La prof.ssa Volpe Putzolu si è poi chiesta in modo critico perché si parli di IMD2, segnalando in cosa essa modifichi veramente la prima direttiva. Forse la finalità è quella di armonizzare il mercato ed il contratto di assicurazione. Informazione del contraente, tutela del consumatore, trasparenza sulla remunerazione e conflitto di interessi sono principi i cui testi della proposta di modifica andrebbero profondamente rivisti, anche perché la commissione può emettere atti delegati, che sono in realtà regolamenti, immediatamente applicabili negli stati membri senza necessità di un legge di recepimento.

E’ poi previsto un continuo intervento dell’EIOPA (l’Autorità europea delle assicurazioni e delle pensioni aziendali e professionali), che monitorerà tutte le attività degli stati e ne porterà conoscenza alla commissione, costituendo un vero e proprio pressing della commissione nei confronti degli stati membri.

Sotto il profilo normativo, la IMD1 non si applicava ai clienti che costituivano i cd. “grandi rischi” e alle imprese di assicurazione nella loro attività di collocamento; ora IMD 2 si applicherà alle imprese quando intermediano direttamente ma non ai clienti professionali. Nella realtà italiana, i Regolamenti ISVAP 5 e 35 avevano gia applicato molti degli istituti della IMD2, quindi, tranne per ciò che riguarda il compenso, Isvap avrebbe anticipato IMD2.

L’avv. Bignotti ha ripreso quest’ultimo argomento, dicendo la direttiva introduce l’obbligo di informazione sulla remunerazione, ma già l’Art. 131 del Codice delle Assicurazioni – come modificato dalla Legge Bersani – ha introdotto il principio per la Rc auto, ed analoga misura ha introdotto l’ Isvap con il Regolamento 35 per le polizze connesse con mutui. La trasparenza  dei costi si è rivelata, però, quasi sostanzialmente inefficace; in sostanza la comunicazione obbligatoria non comporta benefici.

L’esperienza  italiana non è stata tenuta in gran conto dall’indagine della commissione in 14 paesi e dimostra che il Mercato Unico è tutt’altro che integrato.

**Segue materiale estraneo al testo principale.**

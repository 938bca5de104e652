//! `OmdbApi` trait definition.
#![allow(clippy::future_not_send)]

use crate::error::Result;
use crate::params::ApiParam;
use crate::types::{MovieInfo, Poster, SearchInfo};

/// OMDb API trait.
///
/// Abstracts API operations for mock substitution in tests.
/// Uses `trait_variant::make` to generate a `Send`-bound async trait.
///
/// Every operation issues exactly one HTTP request.
#[allow(clippy::module_name_repetitions)]
#[trait_variant::make(OmdbApi: Send)]
pub trait LocalOmdbApi {
    /// Looks up a movie by title (`t`).
    ///
    /// `params` are applied before the title, so a `t` entry in `params`
    /// is overwritten.
    ///
    /// # Errors
    ///
    /// Returns an error if the request fails, the body is not valid JSON,
    /// or the service reports an error (e.g. `Movie not found!`).
    async fn title(&self, title: &str, params: &[ApiParam]) -> Result<MovieInfo>;

    /// Looks up a movie by IMDb ID (`i`).
    ///
    /// # Errors
    ///
    /// Returns an error if the request fails, the body is not valid JSON,
    /// or the service reports an error (e.g. `Incorrect IMDb ID.`).
    async fn id(&self, id: &str, params: &[ApiParam]) -> Result<MovieInfo>;

    /// Searches for movies matching a term (`s`).
    ///
    /// # Errors
    ///
    /// Returns an error if the request fails, the body is not valid JSON,
    /// or the service reports an error (e.g. `Movie not found!`).
    async fn search(&self, term: &str, params: &[ApiParam]) -> Result<SearchInfo>;

    /// Downloads the poster image for an IMDb ID.
    ///
    /// # Errors
    ///
    /// Returns [`ApiError::IncorrectImdbId`](crate::ApiError::IncorrectImdbId)
    /// on HTTP 404, or the transport error for any other failure.
    async fn poster_by_id(&self, id: &str) -> Result<Poster>;

    /// Downloads the poster image for a title.
    ///
    /// # Errors
    ///
    /// Returns [`ApiError::MovieNotFound`](crate::ApiError::MovieNotFound)
    /// on HTTP 404, or the transport error for any other failure.
    async fn poster_by_title(&self, title: &str) -> Result<Poster>;
}
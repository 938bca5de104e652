//! OMDb API request parameter types.

use std::collections::BTreeMap;
use std::fmt;

use url::Url;

/// Query parameter carrying the API key.
pub(crate) const API_KEY_PARAM: &str = "apikey";

/// Query parameter for a title lookup.
pub(crate) const TITLE_PARAM: &str = "t";

/// Query parameter for an IMDb ID lookup.
pub(crate) const ID_PARAM: &str = "i";

/// Query parameter for a search term.
pub(crate) const SEARCH_PARAM: &str = "s";

/// A single query parameter passed to the OMDb API.
#[derive(Debug, Clone, PartialEq, Eq)]
pub struct ApiParam {
    /// Parameter name (e.g. `y`, `plot`).
    pub name: String,
    /// Parameter value.
    pub value: String,
}

impl ApiParam {
    /// Creates a parameter from an arbitrary name and value.
    #[must_use]
    pub fn new(name: impl Into<String>, value: impl Into<String>) -> Self {
        Self {
            name: name.into(),
            value: value.into(),
        }
    }

    /// Restricts results to a release year (`y`).
    #[must_use]
    pub fn year(year: u16) -> Self {
        Self::new("y", year.to_string())
    }

    /// Restricts results to a media type (`type`).
    #[must_use]
    pub fn media_type(media_type: MediaType) -> Self {
        Self::new("type", media_type.as_str())
    }

    /// Selects the plot length returned by lookups (`plot`).
    #[must_use]
    pub fn plot(plot: PlotLength) -> Self {
        Self::new("plot", plot.as_str())
    }
}

/// Media type filter accepted by the `type` parameter.
#[derive(Debug, Clone, Copy, PartialEq, Eq)]
pub enum MediaType {
    /// Feature films.
    Movie,
    /// TV series.
    Series,
    /// Single episodes of a series.
    Episode,
}

impl MediaType {
    /// Returns the wire value.
    #[must_use]
    pub const fn as_str(self) -> &'static str {
        match self {
            Self::Movie => "movie",
            Self::Series => "series",
            Self::Episode => "episode",
        }
    }
}

impl fmt::Display for MediaType {
    fn fmt(&self, f: &mut fmt::Formatter<'_>) -> fmt::Result {
        f.write_str(self.as_str())
    }
}

/// Plot length accepted by the `plot` parameter.
#[derive(Debug, Clone, Copy, PartialEq, Eq, Default)]
pub enum PlotLength {
    /// One or two sentences (service default).
    #[default]
    Short,
    /// The full plot summary.
    Full,
}

impl PlotLength {
    /// Returns the wire value.
    #[must_use]
    pub const fn as_str(self) -> &'static str {
        match self {
            Self::Short => "short",
            Self::Full => "full",
        }
    }
}

impl fmt::Display for PlotLength {
    fn fmt(&self, f: &mut fmt::Formatter<'_>) -> fmt::Result {
        f.write_str(self.as_str())
    }
}

/// Builds the request URL for `base` with the API key and `params` applied.
///
/// Parameters are set by name on top of any query already present on
/// `base`: `apikey` first, then `params` in order, so a later parameter
/// overwrites an earlier one with the same name. The resulting query is
/// sorted by name.
#[must_use]
pub(crate) fn build_request_url(base: &Url, api_key: &str, params: &[ApiParam]) -> Url {
    let mut query: BTreeMap<String, String> = base.query_pairs().into_owned().collect();
    query.insert(String::from(API_KEY_PARAM), String::from(api_key));
    for param in params {
        query.insert(param.name.clone(), param.value.clone());
    }

    let mut url = base.clone();
    url.query_pairs_mut().clear().extend_pairs(&query);
    url
}

#[cfg(test)]
mod tests {
    #![allow(clippy::unwrap_used)]

    use super::*;

    fn query_of(url: &Url) -> Vec<(String, String)> {
        url.query_pairs().into_owned().collect()
    }

    #[test]
    fn test_build_request_url_sets_api_key() {
        // Arrange
        let base = Url::parse("https://www.omdbapi.com").unwrap();

        // Act
        let url = build_request_url(&base, "secret", &[]);

        // Assert
        assert_eq!(url.as_str(), "https://www.omdbapi.com/?apikey=secret");
    }

    #[test]
    fn test_build_request_url_later_params_win() {
        // Arrange
        let base = Url::parse("https://www.omdbapi.com").unwrap();
        let params = [
            ApiParam::new("t", "Alien"),
            ApiParam::year(1979),
            ApiParam::new("t", "The Godfather"),
        ];

        // Act
        let url = build_request_url(&base, "secret", &params);

        // Assert
        assert_eq!(
            query_of(&url),
            vec![
                (String::from("apikey"), String::from("secret")),
                (String::from("t"), String::from("The Godfather")),
                (String::from("y"), String::from("1979")),
            ]
        );
    }

    #[test]
    fn test_build_request_url_params_override_api_key() {
        // Arrange
        let base = Url::parse("https://www.omdbapi.com").unwrap();
        let params = [ApiParam::new("apikey", "override")];

        // Act
        let url = build_request_url(&base, "secret", &params);

        // Assert
        assert_eq!(
            query_of(&url),
            vec![(String::from("apikey"), String::from("override"))]
        );
    }

    #[test]
    fn test_build_request_url_keeps_base_query() {
        // Arrange
        let base = Url::parse("http://127.0.0.1:8080/api?r=json&apikey=stale").unwrap();

        // Act
        let url = build_request_url(&base, "fresh", &[ApiParam::new("i", "tt0111161")]);

        // Assert
        assert_eq!(url.path(), "/api");
        assert_eq!(
            query_of(&url),
            vec![
                (String::from("apikey"), String::from("fresh")),
                (String::from("i"), String::from("tt0111161")),
                (String::from("r"), String::from("json")),
            ]
        );
    }

    #[test]
    fn test_build_request_url_encodes_values() {
        // Arrange
        let base = Url::parse("https://www.omdbapi.com").unwrap();

        // Act
        let url = build_request_url(
            &base,
            "k",
            &[ApiParam::new("t", "The Good, the Bad and the Ugly")],
        );

        // Assert
        assert_eq!(
            url.query(),
            Some("apikey=k&t=The+Good%2C+the+Bad+and+the+Ugly")
        );
    }

    #[test]
    fn test_typed_params() {
        // Arrange & Act & Assert
        assert_eq!(ApiParam::year(2023), ApiParam::new("y", "2023"));
        assert_eq!(
            ApiParam::media_type(MediaType::Series),
            ApiParam::new("type", "series")
        );
        assert_eq!(
            ApiParam::plot(PlotLength::Full),
            ApiParam::new("plot", "full")
        );
        assert_eq!(PlotLength::default(), PlotLength::Short);
        assert_eq!(MediaType::Episode.to_string(), "episode");
    }
}
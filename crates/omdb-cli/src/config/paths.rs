//! Config directory resolution.

use std::path::PathBuf;

use anyhow::{Context, Result};

/// Directory name under the config root.
const APP_DIR: &str = "omdb";

/// Config file name.
const CONFIG_FILE: &str = "config.toml";

/// Resolves the config file path.
///
/// - If `dir` is `Some`, returns `{dir}/config.toml`.
/// - Else if `XDG_CONFIG_HOME` is set and non-empty, returns
///   `$XDG_CONFIG_HOME/omdb/config.toml`.
/// - Otherwise returns `~/.config/omdb/config.toml`.
///
/// # Errors
///
/// Returns an error if no config root can be determined (when `dir` is `None`).
pub fn resolve_config_path(dir: Option<&PathBuf>) -> Result<PathBuf> {
    if let Some(d) = dir {
        return Ok(d.join(CONFIG_FILE));
    }

    let root = match std::env::var("XDG_CONFIG_HOME") {
        Ok(xdg) if !xdg.is_empty() => PathBuf::from(xdg),
        _ => {
            let home = std::env::var("HOME").context("HOME environment variable is not set")?;
            PathBuf::from(home).join(".config")
        }
    };
    Ok(root.join(APP_DIR).join(CONFIG_FILE))
}

#[cfg(test)]
mod tests {
    #![allow(clippy::unwrap_used)]

    use super::*;

    #[test]
    fn test_resolve_with_dir() {
        // Arrange
        let dir = PathBuf::from("/tmp/omdb-work");

        // Act
        let path = resolve_config_path(Some(&dir)).unwrap();

        // Assert
        assert_eq!(path, PathBuf::from("/tmp/omdb-work/config.toml"));
    }

    #[test]
    fn test_resolve_default() {
        // Arrange & Act
        let path = resolve_config_path(None).unwrap();

        // Assert
        assert!(path.ends_with("omdb/config.toml"));
    }
}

In Europa sta acquisendo sempre più importanza l’onorario quale forma di remunerazione non compresa nel premio; in Finlandia e Danimarca, ad esempio, l’intermediario percepisce direttamente dal cliente un onorario per le proprie prestazioni. Nel Regno Unito, nei rami diversi dal vita, tale onorario non si sostituisce alla provvigione pagata dall’impresa, ma vi si aggiunge perché una serie di servizi viene fatta pagare a parte dall intermediario. Esistono poi le “contingent commissions“, che sono compensi condizionati al raggiungimento di obiettivi di sviluppo o parametrati a diversi profili di rendimento.

In Italia, quest’ultimo tipo di remunerazione è vietata ai broker, e sia l’Ivass sia il Consiglio di Stato, sancendo il principio di imparzialità, hanno riconosciuto il divieto per il broker di essere in qualsiasi modo cointeressato. Il giudice Luberti – magistrato della Corte dei Conti – si è poi soffermato sugli aspetti più strettamente pubblicisti, sottolineando la finalità della Direttiva, che intende instaurare un principio di vigilanza europea sui mercati finanziari e disciplinare le attività regolamentari degli stati membri nell’espletamento di un’attività sovranazionale rigida.

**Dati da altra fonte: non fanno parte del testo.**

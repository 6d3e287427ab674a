//! Shared transient message slot
//!
//! Every component reports failures and confirmations through one slot that
//! clears itself after a fixed lifetime.

use std::sync::{Arc, Mutex};
use std::time::Duration;
use tokio::time::Instant;

#[derive(Debug, Clone, Copy, PartialEq, Eq)]
pub enum NoticeLevel {
    Info,
    Success,
    Error,
}

#[derive(Debug, Clone, PartialEq)]
pub struct Notice {
    pub text: String,
    pub level: NoticeLevel,
    pub expires_at: Instant,
}

/// Cloneable handle to the single notice slot
#[derive(Debug, Clone)]
pub struct NoticeSlot {
    inner: Arc<Mutex<Option<Notice>>>,
    ttl: Duration,
}

impl NoticeSlot {
    pub fn new(ttl: Duration) -> Self {
        Self {
            inner: Arc::new(Mutex::new(None)),
            ttl,
        }
    }

    /// Replace the current notice
    pub fn show(&self, text: impl Into<String>, level: NoticeLevel) {
        let notice = Notice {
            text: text.into(),
            level,
            expires_at: Instant::now() + self.ttl,
        };
        *self.lock() = Some(notice);
    }

    pub fn info(&self, text: impl Into<String>) {
        self.show(text, NoticeLevel::Info);
    }

    pub fn success(&self, text: impl Into<String>) {
        self.show(text, NoticeLevel::Success);
    }

    pub fn error(&self, text: impl Into<String>) {
        self.show(text, NoticeLevel::Error);
    }

    /// Drop the notice once its lifetime has passed
    pub fn expire(&self, now: Instant) {
        let mut slot = self.lock();
        if slot.as_ref().is_some_and(|n| now >= n.expires_at) {
            *slot = None;
        }
    }

    pub fn current(&self) -> Option<Notice> {
        self.lock().clone()
    }

    pub fn clear(&self) {
        *self.lock() = None;
    }

    fn lock(&self) -> std::sync::MutexGuard<'_, Option<Notice>> {
        self.inner
            .lock()
            .unwrap_or_else(|poisoned| poisoned.into_inner())
    }
}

Nella seconda parte una vivace discussione moderata da Fausto Panzeri, ha visto protagonisti Vittorio Verdone di ANIA, Paolo Iurasek di Unapass, Luigi Viganotti di Acb, Andrea Scagliarini di Aiba, Jean Francois Mossino di Bipar, Roberto Soldati di Sna, Vincenzo Cirasola di Anapa e Filippo Gariglio di Uea.

Gli atti del convegno saranno pubblicati, come di consueto, per i tipi della editrice Giuffrè.